REQUIREMENT
Look for "crate" in the listing below. Gather each line that contains it.

───── PROVIDED MATERIAL ─────

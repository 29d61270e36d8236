use std::fs;
use std::path::PathBuf;

use clap::Parser;
use rand::rngs::StdRng;
use rand::{Rng, RngExt, SeedableRng};
use tpc_core::{ComponentProfile, Precision, TpcProfile};
use tpc_fec::{
    FecError, HardBit, PrecisionVisitor, SoftValue, SpcProductDecoder, SpcProductEncoder,
    build_decoder, with_precision,
};
use tracing::{debug, info};
use tracing_subscriber::EnvFilter;

#[derive(Debug, Parser)]
#[command(
    name = "tpc-lab",
    about = "BER/FER sweep of the Chase-Pyndiah product code decoder over BPSK/AWGN"
)]
struct Cli {
    /// JSON `TpcProfile`; flags below override its fields.
    #[arg(long)]
    profile: Option<PathBuf>,
    #[arg(long, default_value_t = 200)]
    trials: usize,
    #[arg(long, default_value_t = 1.0)]
    ebn0_start: f32,
    #[arg(long, default_value_t = 5.0)]
    ebn0_end: f32,
    #[arg(long, default_value_t = 0.5)]
    ebn0_step: f32,
    /// Information bits per row and per column.
    #[arg(long)]
    info_bits: Option<u16>,
    #[arg(long)]
    iterations: Option<u8>,
    #[arg(long)]
    alpha: Option<f32>,
    #[arg(long)]
    least_reliable: Option<u8>,
    #[arg(long)]
    competitors: Option<u16>,
    #[arg(long)]
    fast_path: bool,
    /// Hard/soft value width in bits: 32 or 64.
    #[arg(long, value_parser = parse_precision)]
    precision: Option<Precision>,
    #[arg(long, default_value_t = 0x7C0D_2026)]
    seed: u64,
}

fn parse_precision(s: &str) -> Result<Precision, String> {
    let bits: u32 = s.parse().map_err(|e| format!("{s}: {e}"))?;
    Precision::from_bits(bits)
        .ok_or_else(|| format!("unsupported precision {bits}, use 32 or 64"))
}

#[derive(Debug, Clone)]
struct Config {
    trials: usize,
    ebn0_start: f32,
    ebn0_end: f32,
    ebn0_step: f32,
    seed: u64,
}

#[derive(Default)]
struct Stats {
    total_bits: usize,
    bit_errors: usize,
    frames: usize,
    frame_errors: usize,
    channel_errors: usize,
}

fn main() -> Result<(), Box<dyn std::error::Error>> {
    tracing_subscriber::fmt()
        .with_env_filter(
            EnvFilter::try_from_default_env().unwrap_or_else(|_| EnvFilter::new("info")),
        )
        .with_writer(std::io::stderr)
        .init();

    let cli = Cli::parse();
    let profile = resolve_profile(&cli)?;
    let cfg = Config {
        trials: cli.trials.max(1),
        ebn0_start: cli.ebn0_start,
        ebn0_end: cli.ebn0_end,
        ebn0_step: cli.ebn0_step.max(0.05),
        seed: cli.seed,
    };

    println!("tpc-lab sweep");
    println!(
        "  code: ({}x{}) -> ({}x{}) rate={:.3} redundancy={}/{} parity_extended={}",
        profile.code.col.k,
        profile.code.row.k,
        profile.code.n_rows(),
        profile.code.n_cols(),
        profile.code.rate(),
        profile.code.col.redundancy(),
        profile.code.row.redundancy(),
        profile.code.parity_extended
    );
    println!(
        "  chase: iterations={} alpha={:.2} p={} competitors={} fast_path={} precision={}",
        profile.chase.n_iterations,
        profile.chase.alpha,
        profile.chase.n_least_reliable_positions,
        profile.chase.resolved_competitors(),
        profile.chase.syndrome_fast_path,
        profile.precision.bits()
    );
    println!("  columns: ebn0_db, channel_ber, ber, fer");

    with_precision(profile.precision, Sweep { cfg, profile })?;
    Ok(())
}

fn resolve_profile(cli: &Cli) -> Result<TpcProfile, Box<dyn std::error::Error>> {
    let mut profile = match &cli.profile {
        Some(path) => {
            let text = fs::read_to_string(path)?;
            let profile: TpcProfile = serde_json::from_str(&text)?;
            info!(path = %path.display(), "loaded profile");
            profile
        }
        None => TpcProfile::default(),
    };

    if let Some(k) = cli.info_bits {
        profile.code.row = ComponentProfile::uncoded(k);
        profile.code.col = ComponentProfile::uncoded(k);
    }
    if let Some(n) = cli.iterations {
        profile.chase.n_iterations = n;
    }
    if let Some(alpha) = cli.alpha {
        profile.chase.alpha = alpha;
    }
    if let Some(p) = cli.least_reliable {
        profile.chase.n_least_reliable_positions = p;
    }
    if cli.competitors.is_some() {
        profile.chase.n_competitors = cli.competitors;
    }
    if cli.fast_path {
        profile.chase.syndrome_fast_path = true;
    }
    if let Some(precision) = cli.precision {
        profile.precision = precision;
    }

    debug!(?profile, "resolved profile");
    Ok(profile)
}

struct Sweep {
    cfg: Config,
    profile: TpcProfile,
}

impl PrecisionVisitor for Sweep {
    type Output = Result<(), FecError>;

    fn visit<B: HardBit, R: SoftValue>(self) -> Self::Output {
        let Self { cfg, profile } = self;
        let mut dec = build_decoder::<B, R>(&profile)?;
        let enc = SpcProductEncoder::from_profile(&profile.code)?;
        let mut rng = StdRng::seed_from_u64(cfg.seed);

        let mut frame = Frame::<B, R>::new(&enc);
        for ebn0 in ebn0_points(&cfg) {
            let sigma = noise_sigma(ebn0, profile.code.rate());
            let mut stats = Stats::default();
            for _ in 0..cfg.trials {
                frame.run_trial(&enc, &mut dec, sigma, &mut rng, &mut stats);
            }

            let cber = ratio(stats.channel_errors, stats.frames * enc.n());
            let ber = ratio(stats.bit_errors, stats.total_bits);
            let fer = ratio(stats.frame_errors, stats.frames);
            println!("  {ebn0:6.2}, {cber:0.6}, {ber:0.6}, {fer:0.6}");
        }
        Ok(())
    }
}

/// Per-frame buffers, allocated once for the whole sweep.
struct Frame<B, R> {
    info: Vec<B>,
    codeword: Vec<B>,
    llr: Vec<R>,
    decoded: Vec<B>,
}

impl<B: HardBit, R: SoftValue> Frame<B, R> {
    fn new(enc: &SpcProductEncoder) -> Self {
        Self {
            info: vec![B::zero(); enc.k()],
            codeword: vec![B::zero(); enc.n()],
            llr: vec![R::zero(); enc.n()],
            decoded: vec![B::zero(); enc.k()],
        }
    }

    fn run_trial(
        &mut self,
        enc: &SpcProductEncoder,
        dec: &mut SpcProductDecoder<B, R>,
        sigma: f64,
        rng: &mut StdRng,
        stats: &mut Stats,
    ) {
        for bit in &mut self.info {
            *bit = if rng.random::<bool>() { B::one() } else { B::zero() };
        }
        enc.encode(&self.info, &mut self.codeword);

        let scale = 2.0 / (sigma * sigma);
        for (llr, &bit) in self.llr.iter_mut().zip(&self.codeword) {
            // bit 0 -> +1, bit 1 -> -1
            let symbol = if bit == B::zero() { 1.0 } else { -1.0 };
            let y = symbol + sigma * box_muller(rng);
            if (y < 0.0) != (bit != B::zero()) {
                stats.channel_errors += 1;
            }
            *llr = <R as num_traits::NumCast>::from(scale * y).unwrap_or_default();
        }

        dec.decode_siho(&self.llr, &mut self.decoded);

        let errors = self
            .decoded
            .iter()
            .zip(&self.info)
            .filter(|(a, b)| a != b)
            .count();
        stats.frames += 1;
        stats.total_bits += self.info.len();
        stats.bit_errors += errors;
        if errors > 0 {
            stats.frame_errors += 1;
        }
    }
}

fn noise_sigma(ebn0_db: f32, rate: f32) -> f64 {
    let ebn0 = 10f64.powf(f64::from(ebn0_db) / 10.0);
    (1.0 / (2.0 * f64::from(rate) * ebn0)).sqrt()
}

fn ebn0_points(cfg: &Config) -> Vec<f32> {
    if cfg.ebn0_start >= cfg.ebn0_end {
        return vec![cfg.ebn0_start];
    }

    let mut out = Vec::new();
    let mut e = cfg.ebn0_start;
    while e <= cfg.ebn0_end + 1e-3 {
        out.push(e);
        e += cfg.ebn0_step;
    }
    out
}

fn ratio(num: usize, den: usize) -> f64 {
    if den == 0 {
        0.0
    } else {
        num as f64 / den as f64
    }
}

fn box_muller(rng: &mut impl Rng) -> f64 {
    let u1 = rng.random::<f64>().max(1e-12);
    let u2 = rng.random::<f64>();
    (-2.0f64 * u1.ln()).sqrt() * (2.0f64 * core::f64::consts::PI * u2).cos()
}
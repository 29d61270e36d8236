use tpc_core::OutputMode;
use tracing::{debug, trace};

use crate::FecError;
use crate::chase::{ChaseParams, ChaseSearch};
use crate::hiho::ComponentDecoder;
use crate::interleaver::{Interleaver, RowColumnInterleaver};
use crate::layout::StridedView;
use crate::soft::{HardBit, SoftValue};

/// Result of [`ChasePyndiahDecoder::decode`].
#[derive(Debug, Clone, PartialEq)]
pub enum Decoded<B, R> {
    Soft(Vec<R>),
    Hard(Vec<B>),
}

/// Iterative soft-input decoder for a product code whose rows are protected by
/// `hiho_r` and columns by `hiho_c`, each optionally extended by a parity bit.
///
/// The block is stored row-major; `pi` transposes it so that columns can be decoded
/// as contiguous lanes. Scratch buffers are sized at construction: one instance
/// decodes one frame at a time, and every frame must have the construction-time
/// block length.
#[derive(Debug)]
pub struct ChasePyndiahDecoder<B, R, Dr, Dc = Dr, I = RowColumnInterleaver> {
    n_ite: usize,
    pi: I,
    hiho_r: Dr,
    hiho_c: Dc,
    parity_extended: bool,
    search: ChaseSearch<B, R>,
    y_n_i: Vec<R>,
    y_n_pi: Vec<R>,
    y_n_cha_i: Vec<R>,
}

impl<B, R, Dr, Dc, I> ChasePyndiahDecoder<B, R, Dr, Dc, I>
where
    B: HardBit,
    R: SoftValue,
    Dr: ComponentDecoder<B>,
    Dc: ComponentDecoder<B>,
    I: Interleaver,
{
    pub fn new(
        n_ite: usize,
        pi: I,
        hiho_r: Dr,
        hiho_c: Dc,
        params: ChaseParams<R>,
    ) -> Result<Self, FecError> {
        if n_ite == 0 {
            return Err(FecError::invalid_argument(
                "n_ite",
                n_ite,
                "has to be at least 1",
            ));
        }

        let (row_n, col_n) = (hiho_r.n(), hiho_c.n());
        let size = pi.size();
        let parity_extended = if size == row_n * col_n {
            false
        } else if size == (row_n + 1) * (col_n + 1) {
            true
        } else {
            return Err(FecError::invalid_argument(
                "interleaver size",
                size,
                format!(
                    "has to be {} or {} for component lengths {row_n} x {col_n}",
                    row_n * col_n,
                    (row_n + 1) * (col_n + 1)
                ),
            ));
        };

        let search = ChaseSearch::new(params, row_n, col_n, parity_extended)?;

        debug!(
            row_n,
            row_k = hiho_r.k(),
            col_n,
            col_k = hiho_c.k(),
            parity_extended,
            n_ite,
            p = params.n_least_reliable_positions,
            n_competitors = params.n_competitors,
            "chase-pyndiah decoder ready"
        );

        Ok(Self {
            n_ite,
            pi,
            hiho_r,
            hiho_c,
            parity_extended,
            search,
            y_n_i: vec![R::zero(); size],
            y_n_pi: vec![R::zero(); size],
            y_n_cha_i: vec![R::zero(); size],
        })
    }

    /// Block length, parity bits included.
    #[must_use]
    pub fn n(&self) -> usize {
        self.pi.size()
    }

    /// Information bits per frame.
    #[must_use]
    pub fn k(&self) -> usize {
        self.hiho_r.k() * self.hiho_c.k()
    }

    /// Positions per row.
    #[must_use]
    pub fn n_cols(&self) -> usize {
        self.hiho_r.n() + usize::from(self.parity_extended)
    }

    /// Positions per column.
    #[must_use]
    pub fn n_rows(&self) -> usize {
        self.hiho_c.n() + usize::from(self.parity_extended)
    }

    #[must_use]
    pub fn parity_extended(&self) -> bool {
        self.parity_extended
    }

    #[must_use]
    pub fn n_iterations(&self) -> usize {
        self.n_ite
    }

    /// Scratch of the last lane searched.
    #[must_use]
    pub fn search(&self) -> &ChaseSearch<B, R> {
        &self.search
    }

    /// Refined soft values for the whole block.
    pub fn decode_siso(&mut self, y_n: &[R], y_n_out: &mut [R]) {
        self.run(y_n, OutputMode::Soft, &mut []);
        y_n_out.copy_from_slice(&self.y_n_i);
    }

    /// Hard information bits, `k()` of them, row-major.
    pub fn decode_siho(&mut self, y_n: &[R], v_k: &mut [B]) {
        debug_assert_eq!(v_k.len(), self.k());
        self.run(y_n, OutputMode::HardInfo, v_k);
    }

    /// Hard bits over the whole block.
    pub fn decode_siho_cw(&mut self, y_n: &[R], v_n: &mut [B]) {
        debug_assert_eq!(v_n.len(), self.n());
        self.run(y_n, OutputMode::HardCodeword, v_n);
    }

    pub fn decode(&mut self, y_n: &[R], mode: OutputMode) -> Decoded<B, R> {
        match mode {
            OutputMode::Soft => {
                let mut out = vec![R::zero(); self.n()];
                self.decode_siso(y_n, &mut out);
                Decoded::Soft(out)
            }
            OutputMode::HardInfo => {
                let mut out = vec![B::zero(); self.k()];
                self.decode_siho(y_n, &mut out);
                Decoded::Hard(out)
            }
            OutputMode::HardCodeword => {
                let mut out = vec![B::zero(); self.n()];
                self.decode_siho_cw(y_n, &mut out);
                Decoded::Hard(out)
            }
        }
    }

    fn run(&mut self, y_n: &[R], mode: OutputMode, hard_out: &mut [B]) {
        debug_assert_eq!(y_n.len(), self.n());
        debug_assert_eq!(mode.is_terminal(), !hard_out.is_empty());

        let n_cols = self.n_cols();
        let n_rows = self.n_rows();
        let Self {
            n_ite,
            pi,
            hiho_r,
            hiho_c,
            search,
            y_n_i,
            y_n_pi,
            y_n_cha_i,
            ..
        } = self;
        let n_ite = *n_ite;

        y_n_i.copy_from_slice(y_n);
        pi.interleave(y_n, y_n_cha_i.as_mut_slice()); // channel values, column-major

        for ite in 0..n_ite {
            trace!(ite, ?mode, "product code iteration");

            pi.interleave(y_n_i.as_slice(), y_n_pi.as_mut_slice()); // columns become rows

            for (r_cha, r_soft) in y_n_cha_i
                .chunks_exact(n_rows)
                .zip(y_n_pi.chunks_exact_mut(n_rows))
            {
                search.decode_row_siso(r_cha, r_soft, &*hiho_c);
            }

            pi.deinterleave(y_n_pi.as_slice(), y_n_i.as_mut_slice()); // rows go back as columns

            let last = ite + 1 == n_ite;
            match mode {
                OutputMode::HardInfo if last => {
                    let first_info_row = hiho_c.n() - hiho_c.k();
                    for (j, v_k) in hard_out
                        .chunks_exact_mut(hiho_r.k())
                        .take(hiho_c.k())
                        .enumerate()
                    {
                        let row = StridedView::row(first_info_row + j, n_cols);
                        search.decode_row_siho(row.slice(y_n_i.as_slice()), v_k, &*hiho_r, true);
                    }
                }
                OutputMode::HardCodeword if last => {
                    for (r_prime, v_n) in y_n_i
                        .chunks_exact(n_cols)
                        .zip(hard_out.chunks_exact_mut(n_cols))
                    {
                        search.decode_row_siho(r_prime, v_n, &*hiho_r, false);
                    }
                }
                _ => {
                    for (r_cha, r_soft) in y_n
                        .chunks_exact(n_cols)
                        .zip(y_n_i.chunks_exact_mut(n_cols))
                    {
                        search.decode_row_siso(r_cha, r_soft, &*hiho_r);
                    }
                }
            }
        }
    }
}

─────

RESULT OF THE TASK
use crate::FecError;
use crate::chase::{ChaseParams, ChaseSearch};
use crate::hiho::ComponentDecoder;
use crate::interleaver::{Interleaver, RowColumnInterleaver};
use crate::layout::StridedView;
use crate::soft::{HardBit, SoftValue};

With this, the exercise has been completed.